GLOBAL MARKETS-U.S. relief, China growth leaves shares at 5-yr high
* Focus turns to Fed stimulus prospects after government shutdown
* China Q3 growth quickens to 7.8 pct yr/yr
* World shares at 5-year high as European, Asian stocks add to gains
* Euro hits 8-1/2-month high vs dollar
* Gold heads for best week in two months
LONDON, Oct 18 (Reuters) - Expectations the Federal Reserve will keep its stimulus in place for longer following the confidence-sapping U.S. fiscal impasse pushed world shares to a five-year high and the dollar to an eight-month low on Friday. An acceleration of China's giant economy provided a further boost for stock markets, as well as growth-linked commodities such as oil and copper, as the prospect of an extended spell of super-easy money and improving growth buoyed investors. European shares opened 0.3 percent, with broadly even gains for most of the region's major bourses leaving them on course for a weekly gain of 1.75 percent and hovering at their highest since mid-2008. It followed a record close for the S&P 500 on Wall Street and solid gains across most of Asia overnight. As the U.S. debt drama faded, speculation grew over whether the likely hit to growth from the recent wrangling would see the Federal Reserve further delay cutting back its stimulus - supporting riskier assets but weighing on the dollar. "The debate on the timing of QE tapering by the Fed is quickly moving to whether it will be Q1 2014 or Q2," said Derek Halpenny, European head of global markets research for Bank of Tokyo-Mitsubishi. "The dollar has been left vulnerable by this uncertainty especially in circumstances of growth stabilising in China." The knock-on effect for Europe was a stronger euro and pound. The euro zone's shared currency hit an 8-1/2 month high of $1.3690 in early trading as its recent strong run following signs of a pick-up in the bloc continued.
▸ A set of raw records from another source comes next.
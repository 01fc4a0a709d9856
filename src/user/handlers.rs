use axum::{
    extract::{Path, State},
    Json,
};
use std::sync::Arc;
use tracing::{info, instrument};

use super::{
    models::UserModel,
    service::UserService,
    types::{LeaderboardEntry, LoginRequest, UpdateProfileRequest, UserProfileResponse},
};
use crate::shared::{AppError, AppState};

fn user_service(state: &AppState) -> UserService {
    UserService::new(
        Arc::clone(&state.user_repository),
        Arc::clone(&state.vote_repository),
        Arc::clone(&state.quiz_repository),
    )
}

/// HTTP handler for login-by-name
///
/// POST /auth
/// Returns the existing user for that name, or a freshly created one
#[instrument(name = "login", skip(state))]
pub async fn login(
    State(state): State<AppState>,
    Json(request): Json<LoginRequest>,
) -> Result<Json<UserModel>, AppError> {
    let user = user_service(&state).login(&request.username).await?;
    Ok(Json(user))
}

/// GET /users/:id
#[instrument(name = "get_profile", skip(state))]
pub async fn get_profile(
    State(state): State<AppState>,
    Path(user_id): Path<String>,
) -> Result<Json<UserProfileResponse>, AppError> {
    let profile = user_service(&state).profile(&user_id).await?;

    info!(
        user_id = %user_id,
        vote_count = profile.votes.len(),
        attempt_count = profile.quiz_attempts.len(),
        "Profile served"
    );
    Ok(Json(profile))
}

/// PATCH /users/:id
#[instrument(name = "update_profile", skip(state))]
pub async fn update_profile(
    State(state): State<AppState>,
    Path(user_id): Path<String>,
    Json(request): Json<UpdateProfileRequest>,
) -> Result<Json<UserModel>, AppError> {
    let user = user_service(&state)
        .update_profile(&user_id, request)
        .await?;
    Ok(Json(user))
}

/// GET /users/leaderboard
#[instrument(name = "leaderboard", skip(state))]
pub async fn leaderboard(
    State(state): State<AppState>,
) -> Result<Json<Vec<LeaderboardEntry>>, AppError> {
    let entries = user_service(&state).leaderboard().await?;
    info!(entry_count = entries.len(), "Leaderboard served");
    Ok(Json(entries))
}
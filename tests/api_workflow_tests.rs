use std::sync::Arc;

use otaku_arena::{
    client::{is_not_found, ClientError, QuizApi, VoteApi, VoteDispatcher},
    quiz::models::GLOBAL_CHALLENGE_ID,
    user::types::UpdateProfileRequest,
    vote::{models::AnimeDetails, MatchupDetails, RecordVoteRequest},
};

mod utils;

use utils::*;

fn details(title: &str) -> AnimeDetails {
    AnimeDetails {
        title: title.to_string(),
        image_url: format!("https://cdn/{}.webp", title.to_lowercase()),
        kind: "Anime".to_string(),
    }
}

fn vote(user_id: &str, winner_id: i64, loser_id: i64) -> RecordVoteRequest {
    RecordVoteRequest {
        winner_id,
        loser_id,
        user_id: user_id.to_string(),
        anime_details: MatchupDetails {
            winner: details("Frieren"),
            loser: details("Naruto"),
        },
    }
}

#[tokio::test]
async fn test_login_is_find_or_create() {
    let server = TestServerBuilder::new().build().await;

    let first = server.client.login("Gon").await.unwrap();
    let again = server.client.login("  Gon ").await.unwrap();

    assert_eq!(first.id, again.id);
    assert_eq!(first.level, 1);
    assert!(first.avatar.ends_with("seed=Gon"));
    assert_eq!(server.users.user_count(), 1);

    let blank = server.client.login(" ").await.unwrap_err();
    assert_eq!(blank.status(), Some(400));
}

#[tokio::test]
async fn test_vote_creates_animes_and_rewards_voter() {
    let server = TestServerBuilder::new().build().await;
    let user = server.client.login("Killua").await.unwrap();

    let recorded = server
        .client
        .record_vote(&vote(&user.id, 52991, 20))
        .await
        .unwrap();

    assert_eq!(recorded.anime_id, 52991);
    assert_eq!(server.votes.anime_count(), 2);
    assert_eq!(server.votes.vote_count(), 1);
    assert_eq!(server.users.xp_of(&user.id), Some(10));

    let ranking = server.client.top_animes().await.unwrap();
    assert_eq!(ranking[0].anime.id, 52991);
    assert_eq!(ranking[0].anime.title, "Frieren");
    assert_eq!(ranking[0].count.votes, 1);
    assert_eq!(ranking[1].count.votes, 0);
}

#[tokio::test]
async fn test_invalid_votes_are_rejected_without_writes() {
    let server = TestServerBuilder::new().build().await;
    let user = server.client.login("Leorio").await.unwrap();

    let same = server
        .client
        .record_vote(&vote(&user.id, 7, 7))
        .await
        .unwrap_err();
    assert_eq!(same.status(), Some(400));

    let ghost = server
        .client
        .record_vote(&vote("no-such-user", 1, 2))
        .await
        .unwrap_err();
    assert!(is_not_found(&ghost));

    assert_eq!(server.votes.anime_count(), 0);
    assert_eq!(server.users.xp_of(&user.id), Some(0));
}

#[tokio::test]
async fn test_global_session_result_lands_on_virtual_quiz() {
    let server = TestServerBuilder::new().build().await;
    let user = server.client.login("Kurapika").await.unwrap();

    let session = server.client.global_session().await.unwrap();
    assert!(session.id.starts_with("session-"));
    assert_eq!(session.question_count(), 30);

    let result = server
        .client
        .submit_result(&user.id, &session.id, 80)
        .await
        .unwrap();
    assert_eq!(result.attempt.quiz_id, GLOBAL_CHALLENGE_ID);
    assert_eq!(result.xp_gained, 400);

    let profile = server.client.profile(&user.id).await.unwrap();
    assert_eq!(profile.user.xp, 400);
    assert_eq!(profile.quiz_attempts.len(), 1);
    assert_eq!(
        profile.quiz_attempts[0].quiz.as_ref().unwrap().title,
        "Défi Global"
    );
    assert_eq!(profile.progression.level.xp_to_next_level, 600);
}

#[tokio::test]
async fn test_bundle_browsing_and_submission() {
    let server = TestServerBuilder::new().build().await;
    let user = server.client.login("Hisoka").await.unwrap();

    let summaries = server.client.list_quizzes().await.unwrap();
    assert_eq!(summaries.len(), 8);

    let bundle = server.client.get_quiz(&summaries[0].id).await.unwrap();
    assert_eq!(bundle.questions.len(), summaries[0].question_count);

    let result = server
        .client
        .submit_result(&user.id, &bundle.id, 50)
        .await
        .unwrap();
    assert_eq!(result.attempt.quiz_id, bundle.id);
    assert_eq!(
        result.xp_gained,
        (f64::from(bundle.xp_reward) * 0.5).round() as i64
    );

    let missing = server.client.get_quiz("bleach").await.unwrap_err();
    assert!(is_not_found(&missing));
}

#[tokio::test]
async fn test_journey_roadmap_matches_questions() {
    let server = TestServerBuilder::new().build().await;

    let journey = server.client.journey_session().await.unwrap();
    let roadmap = journey.roadmap.clone().unwrap();

    assert!(journey.id.starts_with("journey-"));
    assert_eq!(roadmap.len(), 5);
    let mut offset = 0;
    for segment in &roadmap {
        let group = &journey.questions[offset..offset + segment.question_count];
        assert!(group
            .iter()
            .all(|q| q.quiz_id.as_deref() == Some(segment.quiz_id.as_str())));
        offset += segment.question_count;
    }
    assert_eq!(offset, journey.question_count());
}

#[tokio::test]
async fn test_profile_update_and_conflicts() {
    let server = TestServerBuilder::new().build().await;
    let alice = server.client.login("alice").await.unwrap();
    server.client.login("bob").await.unwrap();

    let taken = server
        .client
        .update_profile(
            &alice.id,
            &UpdateProfileRequest {
                username: Some("bob".to_string()),
                avatar: None,
            },
        )
        .await
        .unwrap_err();
    assert!(matches!(taken, ClientError::Api { status: 400, .. }));

    let updated = server
        .client
        .update_profile(
            &alice.id,
            &UpdateProfileRequest {
                username: Some("alicia".to_string()),
                avatar: None,
            },
        )
        .await
        .unwrap();
    assert_eq!(updated.username, "alicia");
    assert_eq!(updated.avatar, alice.avatar);

    let missing = server
        .client
        .update_profile("ghost", &UpdateProfileRequest::default())
        .await
        .unwrap_err();
    assert!(is_not_found(&missing));
}

#[tokio::test]
async fn test_leaderboard_is_cached_until_refreshed() {
    let server = TestServerBuilder::new().build().await;
    let first = server.client.login("Meruem").await.unwrap();

    let board = server.client.leaderboard().await.unwrap();
    assert_eq!(board.len(), 1);

    let second = server.client.login("Komugi").await.unwrap();
    server
        .client
        .submit_result(&second.id, "session-1", 100)
        .await
        .unwrap();

    // Served from the cache
    assert_eq!(server.client.leaderboard().await.unwrap().len(), 1);

    server.client.refresh_rankings().await;
    let board = server.client.leaderboard().await.unwrap();
    assert_eq!(board.len(), 2);
    assert_eq!(board[0].user.id, second.id);
    assert_eq!(board[0].count.quiz_attempts, 1);
    assert_eq!(board[1].user.id, first.id);
}

#[tokio::test]
async fn test_dispatched_vote_reaches_server() {
    let server = TestServerBuilder::new().build().await;
    let user = server.client.login("Netero").await.unwrap();
    let client = Arc::new(otaku_arena::client::HttpApiClient::new(server.base_url.clone()).unwrap());

    let dispatcher = VoteDispatcher::new(client);
    dispatcher
        .dispatch(vote(&user.id, 1, 2))
        .await
        .unwrap();

    assert_eq!(server.votes.vote_count(), 1);
    assert_eq!(server.users.xp_of(&user.id), Some(10));
}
CHINA BULLS SHOP Investors were relieved by data showing China's economy grew 7.8 percent in the third quarter, its fastest pace this year and in line with expectations, as firmer foreign and domestic demand lifted factory production and retail sales. China's CSI300 index climbed 0.7 percent, while Australian shares jumped to their highest level since June 2008. Australian exports are closely linked to China's economic fortunes. "The Q3 GDP figure is in line with market expectations but the uncertainty is whether the current recovery is sustainable," said Shen Jianguang, chief China economist with Mizuho Securities in Hong Kong. After Thursday's record close, U.S. S&P E-mini futures pointed to further gains of around 0.2 percent when Wall Street opens later in the day, though investors are likely to retain some caution following Wednesday's last-minute debt deal. While it pulled the world's largest economy back from the brink of an historic default, it only funds the government until Jan. 15 and raises the borrowing limit through to Feb. 7, meaning another political showdown could be on cards. Markets are bracing for a deluge of delayed U.S. data that will pour out over the next week. A simple estimate suggested the direct and indirect impact of this month's shutdown would weigh on annualised fourth-quarter gross domestic product growth by 0.4 percentage point, analysts at Morgan Stanley wrote in a note to clients. Following hefty gains this week, German Bunds were steady in early trading, while in the euro zone periphery it was only Portugal that was in the red, along with its main share market, as its debt concerns continued. Benchmark 10-year U.S. Treasuries were trading with a yield of 2.5667 percent by 0745 GMT, a two-week low. Yields move inversely to prices. In commodity markets, China's stronger growth helped copper climb 0.6 percent to 7,273 a tonne and Brent oil futures to hold above $109 a barrel after a build-up of crude stocks in the United States pushed oil prices down overnight. Meanwhile, gold took a breather after rallying almost 3 percent overnight - its biggest one-day rise in a month - as the dollar weakened. It was steady at about $1,316 an ounce and not far off a more-than one-week high reached on Thursday.